Snape brachte es nun fertig, dem jungen Mann in die Augen zu sehen, nein, er zwang sich vielmehr dazu. „Ja, ich weiß.“ Er streckte die Hand aus und schien das langsam zu seiner normalen Form zurückfindende Ohr berühren zu wollen. Dann bemerkte er Georges irritierten Gesichtsausdruck, begriff, was er gerade im Stande war zu tun, und zog die Hand abrupt zurück.

„Ich…“ Er stockte, brach ab und begann erneut. „Wie ist es geschehen?“ Natürlich wusste er es, aber er wollte hören, was George wiederum wusste.

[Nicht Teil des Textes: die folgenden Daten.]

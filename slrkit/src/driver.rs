//! Table-driven shift-reduce parser with panic-mode error recovery.
//!
//! The driver keeps two parallel stacks, one of syntax nodes and one of
//! states, and consumes tokens from the front of a queue. On a syntax error
//! it records a diagnostic, unwinds the stacks to the nearest state with a
//! goto on a recoverable nonterminal, skips input up to a token in that
//! nonterminal's FOLLOW set, and pushes a placeholder node in the
//! nonterminal's place. Parsing then continues, so several errors can be
//! reported in one pass.

use crate::{Action, NonTerminalKey, ParseError, StateId, SyntaxError, SyntaxNode, Table, Token};
use smartstring::alias::String;
use std::collections::VecDeque;
use std::fmt::{Debug, Write as _};

/// Counters collected over a driver's lifetime.
#[derive(Debug, Clone, Default, PartialEq, Eq)]
pub struct ParserStats {
    pub tokens: usize,
    pub shifts: usize,
    pub reductions: usize,
    pub recoveries: usize,
}

/// The step a [`Configuration`] records.
#[derive(Debug, Clone, Copy, PartialEq, Eq)]
pub enum Operation {
    Shift(StateId),
    /// Reduction by the rule with this index.
    Reduce(usize),
    Accept,
    Recover { success: bool },
}

/// Snapshot of the parser taken while tracing.
///
/// Shift, reduce and accept snapshots show the stacks and input before the
/// step is applied; recovery snapshots show them after.
#[derive(Debug, Clone)]
pub struct Configuration<T, N> {
    pub nodes: Vec<SyntaxNode<T, N>>,
    pub states: Vec<StateId>,
    pub input: Vec<T>,
    pub operation: Operation,
}

/// Result of [`Driver::parse_tokens`]: a tree plus the errors that were
/// recovered from while building it.
#[derive(Debug, Clone)]
pub struct ParseOutcome<T, N> {
    pub tree: SyntaxNode<T, N>,
    pub errors: Vec<SyntaxError>,
}

impl<T, N> ParseOutcome<T, N> {
    pub fn is_clean(&self) -> bool {
        self.errors.is_empty()
    }
}

/// Runs the automaton of one [`Table`].
///
/// A driver borrows its table immutably and owns only its statistics, so
/// any number of drivers may share one table across threads.
pub struct Driver<'t, K, T, N> {
    table: &'t Table<K, T, N>,
    stats: ParserStats,
}

struct Stacks<T, N> {
    nodes: Vec<SyntaxNode<T, N>>,
    states: Vec<StateId>,
}

impl<'t, K, T, N> Driver<'t, K, T, N>
where
    K: NonTerminalKey,
    T: Token + Clone,
    N: Clone + PartialEq + Debug,
{
    pub fn new(table: &'t Table<K, T, N>) -> Self {
        Self {
            table,
            stats: ParserStats::default(),
        }
    }

    pub fn table(&self) -> &'t Table<K, T, N> {
        self.table
    }

    pub fn stats(&self) -> ParserStats {
        self.stats.clone()
    }

    /// Parses `tokens` from the start state until a node of kind `accept`
    /// is on top of the stack at end of input.
    pub fn parse_tokens<I>(&mut self, tokens: I, accept: &N) -> Result<ParseOutcome<T, N>, ParseError>
    where
        I: IntoIterator<Item = T>,
    {
        let mut input: VecDeque<T> = tokens.into_iter().collect();
        let mut errors = Vec::new();
        let start = self.table.start_state();
        let tree = self.parse(&mut input, start, accept, None, &mut errors)?;
        Ok(ParseOutcome { tree, errors })
    }

    /// Runs the automaton from `start` over `input`.
    ///
    /// Every syntax error is appended to `errors`, whether or not recovery
    /// succeeds. When `trace` is given, a [`Configuration`] is appended for
    /// every step. On success the accepted node is returned and `input` is
    /// empty; on failure the returned [`ParseError`] carries a copy of all
    /// errors, the last one explaining why recovery stopped.
    pub fn parse(
        &mut self,
        input: &mut VecDeque<T>,
        start: StateId,
        accept: &N,
        mut trace: Option<&mut Vec<Configuration<T, N>>>,
        errors: &mut Vec<SyntaxError>,
    ) -> Result<SyntaxNode<T, N>, ParseError> {
        let mut stacks = Stacks {
            nodes: Vec::new(),
            states: vec![start],
        };
        let mut last_recovery: Option<usize> = None;
        let table = self.table;
        if start.0 >= table.states().len() {
            let message = format!("unknown start state {}", start);
            return Err(self.fatal(errors, message, None));
        }

        loop {
            if log::log_enabled!(log::Level::Trace) {
                self.dump_state(&stacks, input.front());
            }
            let Some(&top) = stacks.states.last() else {
                return Err(self.fatal(errors, "parser state stack is empty", None));
            };
            let state = table.state(top);

            let Some(token) = input.front() else {
                if stacks.nodes.last().and_then(SyntaxNode::kind) == Some(accept) {
                    log::trace!("Accept");
                    record(&mut trace, &stacks, input, Operation::Accept);
                    if let Some(tree) = stacks.nodes.pop() {
                        return Ok(tree);
                    }
                }
                if let [rule] = state.reducible() {
                    record(&mut trace, &stacks, input, Operation::Reduce(*rule));
                    self.reduce(&mut stacks, *rule, errors)?;
                    continue;
                }
                self.recover(&mut stacks, input, &mut trace, errors, &mut last_recovery)?;
                continue;
            };

            match state.action_for(token) {
                Some((_, Action::Shift(to))) => {
                    log::trace!("Shift {}", to);
                    record(&mut trace, &stacks, input, Operation::Shift(to));
                    if let Some(token) = input.pop_front() {
                        stacks.nodes.push(SyntaxNode::leaf(token));
                        stacks.states.push(to);
                        self.stats.tokens += 1;
                        self.stats.shifts += 1;
                    }
                }
                Some((_, Action::Reduce(rule))) => {
                    record(&mut trace, &stacks, input, Operation::Reduce(rule));
                    self.reduce(&mut stacks, rule, errors)?;
                }
                None => {
                    self.recover(&mut stacks, input, &mut trace, errors, &mut last_recovery)?;
                }
            }
        }
    }

    /// Pops the rule's children, builds its node and follows the goto.
    fn reduce(
        &mut self,
        stacks: &mut Stacks<T, N>,
        rule_index: usize,
        errors: &mut Vec<SyntaxError>,
    ) -> Result<(), ParseError> {
        let table = self.table;
        let rule = table.grammar().rule(rule_index);
        log::trace!("Reduce {} ({})", rule_index, rule);
        let len = rule.len();
        if stacks.nodes.len() < len || stacks.states.len() <= len {
            let message = format!("unable to reduce `{}`: stack holds {} nodes", rule, stacks.nodes.len());
            return Err(self.fatal(errors, message, None));
        }
        let children = stacks.nodes.split_off(stacks.nodes.len() - len);
        stacks.states.truncate(stacks.states.len() - len);
        let node = rule.produce(children);
        let Some(to) = stacks
            .states
            .last()
            .and_then(|&s| table.state(s).goto(rule.key()))
        else {
            let message = format!("unable to reduce `{}`: no goto on {}", rule, rule.key());
            return Err(self.fatal(errors, message, node.span()));
        };
        stacks.nodes.push(node);
        stacks.states.push(to);
        self.stats.reductions += 1;
        Ok(())
    }

    /// Records the syntax error at the current position and attempts
    /// panic-mode recovery.
    fn recover(
        &mut self,
        stacks: &mut Stacks<T, N>,
        input: &mut VecDeque<T>,
        trace: &mut Option<&mut Vec<Configuration<T, N>>>,
        errors: &mut Vec<SyntaxError>,
        last_recovery: &mut Option<usize>,
    ) -> Result<(), ParseError> {
        let table = self.table;
        let expected = stacks
            .states
            .last()
            .map(|&s| table.state(s).expected())
            .unwrap_or_default();
        let expected = if expected.is_empty() {
            std::string::String::new()
        } else {
            format!(", expected {}", expected.join(", "))
        };

        let Some(token) = input.front() else {
            let last = stacks.nodes.last().and_then(SyntaxNode::last_token);
            let error = match last {
                Some(token) => SyntaxError::new(
                    format!(
                        "unexpected end of input after \"{}\" at {}{}",
                        token.text(),
                        token.span().display(),
                        expected
                    ),
                    Some(token.span()),
                ),
                None => SyntaxError::new(format!("unexpected end of input{}", expected), None),
            };
            log::debug!("{}", error);
            errors.push(error);
            record(trace, stacks, input, Operation::Recover { success: false });
            return Err(self.fatal(errors, "error recovery failed: input exhausted", None));
        };

        let span = token.span();
        let error = SyntaxError::new(
            format!("unknown token \"{}\" at {}{}", token.text(), span.display(), expected),
            Some(span),
        );
        log::debug!("{}", error);
        errors.push(error);

        if *last_recovery == Some(input.len()) {
            record(trace, stacks, input, Operation::Recover { success: false });
            return Err(self.fatal(errors, "error recovery made no progress", Some(span)));
        }

        let key = loop {
            let Some(&top) = stacks.states.last() else {
                record(trace, stacks, input, Operation::Recover { success: false });
                return Err(self.fatal(errors, "error recovery failed: no recoverable state", Some(span)));
            };
            let state = table.state(top);
            if let Some(key) = table.recovery_keys().find(|k| state.goto(k).is_some()) {
                break key;
            }
            stacks.states.pop();
            stacks.nodes.pop();
        };

        let mut skipped = 0;
        if let Some(follow) = table.follow(key) {
            while let Some(token) = input.front() {
                let synchronizes = follow
                    .iter()
                    .filter_map(|s| s.as_terminal())
                    .any(|t| t.matches(token));
                if synchronizes {
                    break;
                }
                input.pop_front();
                skipped += 1;
            }
        } else {
            input.clear();
        }
        if input.is_empty() {
            record(trace, stacks, input, Operation::Recover { success: false });
            let message = format!("error recovery failed: no followable input for {}", key);
            return Err(self.fatal(errors, message, Some(span)));
        }

        let (Some(to), Some(placeholder)) = (
            stacks
                .states
                .last()
                .and_then(|&s| table.state(s).goto(key)),
            table.placeholder(key),
        ) else {
            let message = format!("error recovery failed: no placeholder for {}", key);
            return Err(self.fatal(errors, message, Some(span)));
        };
        stacks.nodes.push(placeholder);
        stacks.states.push(to);
        self.stats.tokens += skipped;
        self.stats.recoveries += 1;
        *last_recovery = Some(input.len());
        log::debug!(
            "recovered at {} by skipping {} token(s), resuming in state {}",
            key,
            skipped,
            to
        );
        record(trace, stacks, input, Operation::Recover { success: true });
        Ok(())
    }

    fn fatal(
        &self,
        errors: &mut Vec<SyntaxError>,
        message: impl Into<String>,
        span: Option<crate::Span>,
    ) -> ParseError {
        let error = SyntaxError::new(message, span);
        log::debug!("{}", error);
        errors.push(error);
        ParseError {
            errors: errors.clone(),
        }
    }

    fn dump_state(&self, stacks: &Stacks<T, N>, incoming: Option<&T>) {
        let mut output = String::new();
        let _ = write!(output, "<{}>", stacks.states.first().map_or(0, |s| s.0));
        for (node, state) in stacks.nodes.iter().zip(stacks.states.iter().skip(1)) {
            match node {
                SyntaxNode::Terminal(token) => {
                    let _ = write!(output, "  {:?}  <{}>", token.text(), state);
                }
                SyntaxNode::Branch { kind, .. } => {
                    let _ = write!(output, "  {:?}  <{}>", kind, state);
                }
            }
        }
        match incoming {
            Some(token) => {
                let _ = write!(output, "  <-  {:?}", token.text());
            }
            None => output.push_str("  <-  $"),
        }
        log::trace!("{}", output);
    }
}

fn record<T, N>(
    trace: &mut Option<&mut Vec<Configuration<T, N>>>,
    stacks: &Stacks<T, N>,
    input: &VecDeque<T>,
    operation: Operation,
) where
    T: Clone,
    N: Clone,
{
    if let Some(trace) = trace.as_deref_mut() {
        trace.push(Configuration {
            nodes: stacks.nodes.clone(),
            states: stacks.states.clone(),
            input: input.iter().cloned().collect(),
            operation,
        });
    }
}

Dieser hob die Schultern. „Letztes Jahr im Sommer, als wir Harry rausgeholt haben.“ Er streckte sich und berührte unwillkürlich die leere Stelle unter seinem Haar. „Irgendein Todesser.“ Beiläufig zuckte er mit den Achseln, doch in seinen braunen Augen lag ein Ausdruck, der verriet, dass er mehr wusste oder zu wissen glaubte.

Snapes Miene war vollkommen unbewegt, als er mit ruhiger Stimme sagte: „Ich war es.“

Normalerweise hätte er jeden mit seiner Gleichgültigkeit täuschen können, so jedoch nicht George in diesem Moment. Denn während dieser Snape ansah, fiel ihm etwas auf. Dieser spezielle Zug um seinen Mund, dieses leichte Blinzeln in den Augen und dieser namenlose Ausdruck in den schwarzen Augen.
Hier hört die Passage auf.